In an exclusive interview with Pulse, Dr Judith Smith said that at the moment GPs feel constrained by workload, funding pressures and ‘being stuck’ in the current general practice service model.
Speaking after the think-tank’s joint report with the King’s Fund on the future of general practice, which suggested a new alternative GP contract is developed to incentivise larger-scale working, Dr Smith said that this would require general practice taking a larger chunk of the overall NHS budget – than the current 9% – in the longer term, alongside investment in workforce and premises.
She said: ‘Primary care spending has been flat and even reducing as an overall percentage of NHS funding in the recent past, and I think as we look forward and there is a requirement for primary care to take on more if we look at changes to how our hospitals might run. We have to think seriously about how primary care is funded and supported.

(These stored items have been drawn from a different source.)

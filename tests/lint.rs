//! Linter rule coverage (`spec.md` §4.4, scenarios S3/S4/S6).

use chrono::Utc;
use flowscript::linter::{has_errors, lint, lint_and_annotate};
use flowscript::parser::{parse, CompileOptions};

fn compile(src: &str) -> flowscript::Ir {
    parse(src, "test.flow", CompileOptions::default(), Utc::now()).unwrap()
}

#[test]
fn unlabeled_tension_triggers_e001() {
    let ir = compile("speed >< quality");
    let diagnostics = lint(&ir);
    assert_eq!(diagnostics.len(), 1);
    assert_eq!(diagnostics[0].code, "E001");
}

#[test]
fn labeled_tension_passes() {
    let ir = compile("speed ><[cost vs quality] quality");
    let diagnostics = lint(&ir);
    assert!(!diagnostics.iter().any(|d| d.code == "E001"));
}

#[test]
fn causal_cycle_triggers_e005() {
    let ir = compile("A -> B\nB -> C\nC -> A");
    let diagnostics = lint(&ir);
    assert!(diagnostics.iter().any(|d| d.code == "E005"));
}

#[test]
fn bidirectional_escape_avoids_e005() {
    let ir = compile("A <-> B\nB -> C");
    let diagnostics = lint(&ir);
    assert!(!diagnostics.iter().any(|d| d.code == "E005"));
}

#[test]
fn alternatives_without_any_decided_state_trigger_e006() {
    let ir = compile("? pick\n  || a\n  || b");
    let diagnostics = lint(&ir);
    assert!(diagnostics.iter().any(|d| d.code == "E006"));
}

#[test]
fn hybrid_decision_satisfies_e006() {
    let src = "? pick\n  || a\n  || b\n  || c\n[decided(rationale: \"mix of a and c\", on: \"2025-01-01\")] hybrid approach";
    let ir = compile(src);
    let diagnostics = lint(&ir);
    assert!(!diagnostics.iter().any(|d| d.code == "E006"));
}

#[test]
fn parking_question_also_satisfies_e006() {
    let src = "[parking(why: \"waiting on data\", until: \"2025-02-01\")] ? pick\n  || a\n  || b";
    let ir = compile(src);
    let diagnostics = lint(&ir);
    assert!(!diagnostics.iter().any(|d| d.code == "E006"));
}

#[test]
fn decided_missing_rationale_triggers_e002() {
    let src = "thought: idea\n[decided(on: \"2025-01-01\")] idea";
    let ir = compile(src);
    let diagnostics = lint(&ir);
    assert!(diagnostics.iter().any(|d| d.code == "E002"));
}

#[test]
fn parking_missing_fields_triggers_w001_not_e002() {
    let src = "thought: idea\n[parking] idea";
    let ir = compile(src);
    let diagnostics = lint(&ir);
    assert!(diagnostics.iter().any(|d| d.code == "W001"));
    assert!(!diagnostics.iter().any(|d| d.code == "E002"));
}

#[test]
fn indentation_wrapped_blocks_are_not_orphaned() {
    let src = "? authentication strategy\n  || JWT tokens\n     -> stateless\n  || session tokens\n     -> instant revocation\n[decided(rationale: \"security first\", on: \"2025-10-15\")] session tokens";
    let ir = compile(src);
    let diagnostics = lint(&ir);
    assert!(!diagnostics.iter().any(|d| d.code == "E004"));
    let (annotated, _) = lint_and_annotate(compile(src));
    assert!(annotated.invariants.all_nodes_reachable);
}

#[test]
fn action_and_completion_nodes_are_exempt_from_orphan_check() {
    let ir = compile("action: do the thing\n✓ shipped it");
    let diagnostics = lint(&ir);
    assert!(!diagnostics.iter().any(|d| d.code == "E004"));
}

#[test]
fn lint_and_annotate_sets_invariants_from_result() {
    let ir = compile("speed >< quality");
    let (annotated, diagnostics) = lint_and_annotate(ir);
    assert!(has_errors(&diagnostics));
    assert!(!annotated.invariants.tension_axes_labeled);
}

#[test]
fn clean_document_has_all_invariants_true() {
    let ir = compile("A -> B");
    let (annotated, diagnostics) = lint_and_annotate(ir);
    assert!(!has_errors(&diagnostics));
    assert!(annotated.invariants.causal_acyclic);
    assert!(annotated.invariants.all_nodes_reachable);
    assert!(annotated.invariants.tension_axes_labeled);
    assert!(annotated.invariants.state_fields_present);
}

‘I think we would be looking at a phased [shift of resources into primary care] over time, matched to workforce and premises development, and wider changes being made to hospital care and configuration.
But she warned that it was unlikely the NHS would increase spending without GPs delivering more.
She said: ‘It is actually not just putting in money for more of the same, but actually it is going to have to be organised and designed in a different way to offer a wider range of services to patients. So, yes, more investment, but for something different and more up-scaled.’
Dr Smith also warned it will be difficult to achieve the scale required without relieving the pressure on GPs who at the minute feel ‘stuck on a treadmill’ of workload and funding constraints.
Dr Smith said: ‘I think GPs are up for this. They are very conscious about how services could and should be, but feel constrained about the current service model that they find themselves in.
‘For many at the moment they feel I think trapped on a treadmill of workload, of constrained funding, and so what we heard quite clearly in our research for this work was that people need the time and space to get off the treadmill for a little while, think about how they would like to design and deliver primary care differently for their local populations.’
‘What we are saying is that we need, from NHS England primarily, some support in place to make some resources available for groups of practices for where they’ve got some ideas that they’d like to take forward. To perhaps give them some space and time, to buy out some time for those leaders to reflect and plan and so they can actually design their future as they want it to be for their patients and their population.’